Реальная альтернатива для слаборазвитых стран заключается не в выборе между капитализмом и коммунизмом – альтернативой, которую так любят муссировать и русские, и китайцы; выбор касается того, какой тип социализма выберут эти страны: русский государственный менеджеризм, китайский антииндивидуалистический коммунизм или гуманистический демократический социализм, при котором предпринимаются попытки соединить необходимый минимум бюрократической централизации с оптимумом индивидуальной инициативы, участия и ответственности.

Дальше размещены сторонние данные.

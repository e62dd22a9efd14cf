use std::error::Error;

use clap::{Args, Parser, Subcommand, ValueEnum};
use engine::{AdjustBalanceCmd, Engine, EngineConfig, RegisterUserCmd, Role};
use migration::MigratorTrait;
use sea_orm::{Database, DatabaseConnection};

#[derive(Parser, Debug)]
#[command(name = "walletpoint_admin")]
#[command(about = "Admin utilities for WalletPoint (bootstrap users, freeze and adjust wallets)")]
struct Cli {
    /// Database connection string (also read from `DATABASE_URL`).
    #[arg(
        long,
        env = "DATABASE_URL",
        default_value = "sqlite:./walletpoint.db?mode=rwc"
    )]
    database_url: String,

    /// Secret the server signs QR codes with.
    #[arg(long, env = "WALLETPOINT__ENGINE__QR_SIGNING_SECRET", hide_env_values = true)]
    qr_signing_secret: String,

    #[command(subcommand)]
    command: Command,
}

#[derive(Subcommand, Debug)]
enum Command {
    User(User),
    Wallet(Wallet),
}

#[derive(Args, Debug)]
struct User {
    #[command(subcommand)]
    command: UserCommand,
}

#[derive(Subcommand, Debug)]
enum UserCommand {
    Create(UserCreateArgs),
}

#[derive(Clone, Copy, Debug, ValueEnum)]
enum RoleArg {
    Admin,
    Lecturer,
    Student,
}

impl From<RoleArg> for Role {
    fn from(value: RoleArg) -> Self {
        match value {
            RoleArg::Admin => Role::Admin,
            RoleArg::Lecturer => Role::Lecturer,
            RoleArg::Student => Role::Student,
        }
    }
}

#[derive(Args, Debug)]
struct UserCreateArgs {
    #[arg(long)]
    username: String,
    #[arg(long)]
    full_name: String,
    #[arg(long, value_enum, default_value = "student")]
    role: RoleArg,
}

#[derive(Args, Debug)]
struct Wallet {
    #[command(subcommand)]
    command: WalletCommand,
}

#[derive(Subcommand, Debug)]
enum WalletCommand {
    Freeze(FreezeArgs),
    Unfreeze(UnfreezeArgs),
    Adjust(AdjustArgs),
}

#[derive(Args, Debug)]
struct FreezeArgs {
    /// Username of the acting admin.
    #[arg(long)]
    admin: String,
    #[arg(long)]
    user: String,
    #[arg(long)]
    reason: String,
}

#[derive(Args, Debug)]
struct UnfreezeArgs {
    #[arg(long)]
    admin: String,
    #[arg(long)]
    user: String,
}

#[derive(Args, Debug)]
struct AdjustArgs {
    #[arg(long)]
    admin: String,
    #[arg(long)]
    user: String,
    /// Signed amount; negative values debit the wallet.
    #[arg(long, allow_negative_numbers = true)]
    amount: i64,
    #[arg(long)]
    reason: String,
    /// Idempotency key; rerunning with the same key replays the adjustment.
    #[arg(long)]
    key: String,
}

async fn connect_db(
    database_url: &str,
) -> Result<DatabaseConnection, Box<dyn Error + Send + Sync>> {
    let db = Database::connect(database_url).await?;
    migration::Migrator::up(&db, None).await?;
    Ok(db)
}

#[tokio::main]
async fn main() -> Result<(), Box<dyn Error + Send + Sync>> {
    let cli = Cli::parse();

    let db = connect_db(&cli.database_url).await?;
    let engine = Engine::builder()
        .database(db)
        .config(EngineConfig::new(cli.qr_signing_secret))
        .build()
        .await?;

    match cli.command {
        Command::User(User {
            command: UserCommand::Create(args),
        }) => {
            let cmd = RegisterUserCmd::new(args.username, args.full_name, args.role.into());
            let (user, wallet) = engine.register_user(cmd).await?;
            println!(
                "created user: {} ({}) with wallet {}",
                user.username, user.id, wallet.id
            );
        }
        Command::Wallet(Wallet {
            command: WalletCommand::Freeze(args),
        }) => {
            let admin = engine.user_by_username(&args.admin).await?;
            let user = engine.user_by_username(&args.user).await?;
            engine
                .freeze_wallet(admin.id, user.id, &args.reason)
                .await?;
            println!("froze wallet of {}", user.username);
        }
        Command::Wallet(Wallet {
            command: WalletCommand::Unfreeze(args),
        }) => {
            let admin = engine.user_by_username(&args.admin).await?;
            let user = engine.user_by_username(&args.user).await?;
            engine.unfreeze_wallet(admin.id, user.id).await?;
            println!("unfroze wallet of {}", user.username);
        }
        Command::Wallet(Wallet {
            command: WalletCommand::Adjust(args),
        }) => {
            let admin = engine.user_by_username(&args.admin).await?;
            let user = engine.user_by_username(&args.user).await?;
            let key = args.key;
            let receipt = engine
                .adjust_balance(AdjustBalanceCmd::new(
                    admin.id,
                    user.id,
                    args.amount,
                    args.reason,
                    key.clone(),
                ))
                .await?;
            let balance = engine.wallet(user.id).await?.balance;
            println!(
                "{} {} (key {key}{}): balance of {} is now {balance}",
                receipt.transaction.code,
                args.amount,
                if receipt.replayed { ", replayed" } else { "" },
                user.username,
            );
        }
    }

    Ok(())
}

Если Запад будет настаивать на коммунистическо-капиталистической альтернативе, если будет вступать в союзы с отставшими от эпохи реакционными режимами, которые обречены на гибель, то этим он поможет России, а более вероятно, Китаю, захватить умы и сердца двух третей, а спустя поколение и четырех пятых всего рода человеческого. Бедные народы мира поверят, что должны выбрать путь, который позволил Китаю развиваться в два раза быстрее, чем Индии, особенно при отсутствии другой альтернативы.

Однако, несмотря на массированную китайскую пропаганду, многое свидетельствует о том, что китайский путь полной и беспощадной регламентации – это не то, что предпочитает большинство этих народов. Стремление к свободе и независимости не такое уж недавнее западное открытие, как часто ошибочно полагают; это глубоко укоренившаяся потребность, исконно присущая людям, но и она не единственная. Если при таком выборе придется столкнуться с голодом, страхом и безнадежностью, то большинство людей и на Востоке, и на Западе будет готово продать свое стремление к свободе. Вопрос заключается в том, как избежать такого выбора.

Более того, миллионы крестьян во всех этих странах до сих пор жили в таких чудовищных условиях голода и безнадежности, что в данный момент они просто не могут быть полностью заинтересованы в свободе, и ее достижение имеет для них меньшее политическое значение, чем думают многие. Историю слаборазвитых стран вершат относительно малочисленные группы образованной элиты выходцев из среднего класса, которые хорошо оценивают опасность и зло тоталитаризма. Примечательно, как хорошо Индия и другие страны Азии, а также Латинской Америки и Африки, сумели воспротивиться соблазнам коммунизма. Но ясно также и то, что более молодое поколение будет проявлять сильное нетерпение, если не будут выполнены необходимые фундаментальные реформы.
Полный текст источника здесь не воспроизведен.